# .class datei erstellen



## stefan--34 (16. Mai 2007)

Hallo.

Ich will ein Spiel progrmairen nur ich weiss net wie ich die .class datei erstelle!
Kann mir einer weiterhelfen?
Danke


----------



## nbkr (16. Mai 2007)

Du musst die .java Datei kompilieren. Das geht mit 


```
javac QuellCodeDatei.java
```


----------



## Guest (16. Mai 2007)

sry hab noch net so viel ahnung!
was muss ich jetzt den genau mit dem code machen  :?:


----------



## doctus (16. Mai 2007)

Mal ganz ehrlich. Findest du es nicht ein bisschen übertrieben, direkt mit einem Spiel anzufangen, wenn du noch nichtmal ein Programm kompilieren und ausführen kannst?

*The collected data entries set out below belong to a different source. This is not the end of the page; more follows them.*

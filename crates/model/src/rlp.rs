//! Decoding of block RLP into the canonical model.
//!
//! Only what the oracle needs to check a fixture's `rlp` against its parsed fields: the
//! header (with its hash recomputed from the encoded bytes), legacy transactions, uncle
//! headers and withdrawals.

use alloy::primitives::{keccak256, Address, Bytes, U256};
use alloy_rlp::{Decodable, Header, EMPTY_STRING_CODE};

use crate::{
    block::{BlockHeader, Withdrawal},
    error::Error,
    raw::join,
    transaction::Transaction,
};

/// A legacy transaction as it appears in RLP: everything but the sender, which is recovered
/// from the signature rather than encoded.
#[derive(Debug, Clone, PartialEq, Eq)]
pub struct DecodedTransaction {
    /// Sender nonce.
    pub nonce: u64,
    /// Gas price, in wei.
    pub gas_price: U256,
    /// Gas limit.
    pub gas_limit: u64,
    /// Recipient, or `None` for contract creation.
    pub to: Option<Address>,
    /// Transferred value, in wei.
    pub value: U256,
    /// Call data.
    pub data: Bytes,
    /// Signature recovery id / parity.
    pub v: u64,
    /// Signature `r` component.
    pub r: U256,
    /// Signature `s` component.
    pub s: U256,
}

impl DecodedTransaction {
    /// Completes the transaction with its recovered sender.
    pub fn with_sender(self, sender: Address) -> Transaction {
        Transaction {
            nonce: self.nonce,
            gas_price: self.gas_price,
            gas_limit: self.gas_limit,
            to: self.to,
            value: self.value,
            data: self.data,
            v: self.v,
            r: self.r,
            s: self.s,
            sender,
        }
    }
}

/// A block decoded from its RLP encoding.
#[derive(Debug, Clone, PartialEq, Eq)]
pub struct DecodedBlock {
    /// The header. Its `hash` is the keccak256 of the encoded header.
    pub header: BlockHeader,
    /// Transactions, in block order.
    pub transactions: Vec<DecodedTransaction>,
    /// Uncle headers, in block order.
    pub uncle_headers: Vec<BlockHeader>,
    /// Withdrawals, in block order. Empty for pre-Shanghai blocks.
    pub withdrawals: Vec<Withdrawal>,
}

/// Decodes an RLP encoded block: `[header, transactions, uncles, withdrawals?]`.
///
/// Typed (EIP-2718) transaction envelopes are rejected rather than guessed at.
pub fn decode_block(rlp: &[u8]) -> Result<DecodedBlock, Error> {
    let mut buf = rlp;
    let mut block = take_list(&mut buf, "rlp")?;
    if !buf.is_empty() {
        return Err(Error::rlp("rlp", format!("{} trailing bytes after block", buf.len())));
    }

    let header = decode_header(&mut block, "rlp.header")?;

    let mut encoded = take_list(&mut block, "rlp.transactions")?;
    let mut transactions = Vec::new();
    while !encoded.is_empty() {
        let path = format!("rlp.transactions[{}]", transactions.len());
        transactions.push(decode_transaction(&mut encoded, &path)?);
    }

    let mut encoded = take_list(&mut block, "rlp.uncleHeaders")?;
    let mut uncle_headers = Vec::new();
    while !encoded.is_empty() {
        let path = format!("rlp.uncleHeaders[{}]", uncle_headers.len());
        uncle_headers.push(decode_header(&mut encoded, &path)?);
    }

    let mut withdrawals = Vec::new();
    if !block.is_empty() {
        let mut encoded = take_list(&mut block, "rlp.withdrawals")?;
        while !encoded.is_empty() {
            let path = format!("rlp.withdrawals[{}]", withdrawals.len());
            withdrawals.push(decode_withdrawal(&mut encoded, &path)?);
        }
    }

    if !block.is_empty() {
        return Err(Error::rlp("rlp", "unexpected trailing block items"));
    }

    Ok(DecodedBlock { header, transactions, uncle_headers, withdrawals })
}

/// Splits the payload of the next list item off `buf`.
fn take_list<'a>(buf: &mut &'a [u8], path: &str) -> Result<&'a [u8], Error> {
    let header = Header::decode(buf).map_err(|e| Error::rlp(path, e))?;
    if !header.list {
        return Err(Error::rlp(path, "expected a list"));
    }
    if buf.len() < header.payload_length {
        return Err(Error::rlp(path, "list payload overruns the input"));
    }

    let (payload, rest) = buf.split_at(header.payload_length);
    *buf = rest;
    Ok(payload)
}

fn field<T: Decodable>(buf: &mut &[u8], path: &str, name: &str) -> Result<T, Error> {
    T::decode(buf).map_err(|e| Error::rlp(&join(path, name), e))
}

/// Trailing header fields only exist from the fork that introduced them onwards.
fn optional<T: Decodable>(buf: &mut &[u8], path: &str, name: &str) -> Result<Option<T>, Error> {
    if buf.is_empty() {
        return Ok(None);
    }
    field(buf, path, name).map(Some)
}

fn decode_header(buf: &mut &[u8], path: &str) -> Result<BlockHeader, Error> {
    let start = *buf;
    let mut fields = take_list(buf, path)?;
    let hash = keccak256(&start[..start.len() - buf.len()]);

    // fields are evaluated in the order written, which is the encoding order
    let header = BlockHeader {
        parent_hash: field(&mut fields, path, "parentHash")?,
        uncle_hash: field(&mut fields, path, "uncleHash")?,
        coinbase: field(&mut fields, path, "coinbase")?,
        state_root: field(&mut fields, path, "stateRoot")?,
        transactions_trie: field(&mut fields, path, "transactionsTrie")?,
        receipt_trie: field(&mut fields, path, "receiptTrie")?,
        bloom: field(&mut fields, path, "bloom")?,
        difficulty: field(&mut fields, path, "difficulty")?,
        number: field(&mut fields, path, "number")?,
        gas_limit: field(&mut fields, path, "gasLimit")?,
        gas_used: field(&mut fields, path, "gasUsed")?,
        timestamp: field(&mut fields, path, "timestamp")?,
        extra_data: field(&mut fields, path, "extraData")?,
        mix_hash: field(&mut fields, path, "mixHash")?,
        nonce: field(&mut fields, path, "nonce")?,
        base_fee_per_gas: optional(&mut fields, path, "baseFeePerGas")?,
        withdrawals_root: optional(&mut fields, path, "withdrawalsRoot")?,
        blob_gas_used: optional(&mut fields, path, "blobGasUsed")?,
        excess_blob_gas: optional(&mut fields, path, "excessBlobGas")?,
        parent_beacon_block_root: optional(&mut fields, path, "parentBeaconBlockRoot")?,
        requests_hash: optional(&mut fields, path, "requestsHash")?,
        hash,
    };

    if !fields.is_empty() {
        return Err(Error::rlp(path, "unknown trailing header fields"));
    }
    Ok(header)
}

fn decode_transaction(buf: &mut &[u8], path: &str) -> Result<DecodedTransaction, Error> {
    match buf.first() {
        Some(&first) if first < alloy_rlp::EMPTY_LIST_CODE => {
            return Err(Error::rlp(path, "typed transaction envelopes are not supported"))
        }
        _ => {}
    }

    let mut fields = take_list(buf, path)?;
    let nonce = field(&mut fields, path, "nonce")?;
    let gas_price = field(&mut fields, path, "gasPrice")?;
    let gas_limit = field(&mut fields, path, "gasLimit")?;

    // contract creation encodes the recipient as the empty string
    let to = if fields.first() == Some(&EMPTY_STRING_CODE) {
        fields = &fields[1..];
        None
    } else {
        Some(field(&mut fields, path, "to")?)
    };

    let transaction = DecodedTransaction {
        nonce,
        gas_price,
        gas_limit,
        to,
        value: field(&mut fields, path, "value")?,
        data: field(&mut fields, path, "data")?,
        v: field(&mut fields, path, "v")?,
        r: field(&mut fields, path, "r")?,
        s: field(&mut fields, path, "s")?,
    };

    if !fields.is_empty() {
        return Err(Error::rlp(path, "unknown trailing transaction fields"));
    }
    Ok(transaction)
}

fn decode_withdrawal(buf: &mut &[u8], path: &str) -> Result<Withdrawal, Error> {
    let mut fields = take_list(buf, path)?;

    let withdrawal = Withdrawal {
        index: field(&mut fields, path, "index")?,
        validator_index: field(&mut fields, path, "validatorIndex")?,
        address: field(&mut fields, path, "address")?,
        amount: field(&mut fields, path, "amount")?,
    };

    if !fields.is_empty() {
        return Err(Error::rlp(path, "unknown trailing withdrawal fields"));
    }
    Ok(withdrawal)
}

Lies dir lieber erstmal ein paar Anfängerbücher durch:
http://javabuch.de
http://www.galileocomputing.de/openbook/javainsel6/

Lg doctus


----------



## Guest (17. Mai 2007)

ja find ich aber wenn dir ne lehrein nix erklärt und du innerhalb von 2 wochen ein spiel programmiren musst ist das halt so...


----------



## AlArenal (17. Mai 2007)

Dennoch ist es nicht unser Bier deine Schulaufgaben zu machen. Um dein gestecktes Ziel zu erreichen musst du dir ein paar Basics aneignen. Wenn du konkrete Probleme hast, helfen wir gerne, aber wir kauen dir nicht alles vor, zumal du das an lauter vielen Orten nachlesen kannst.


----------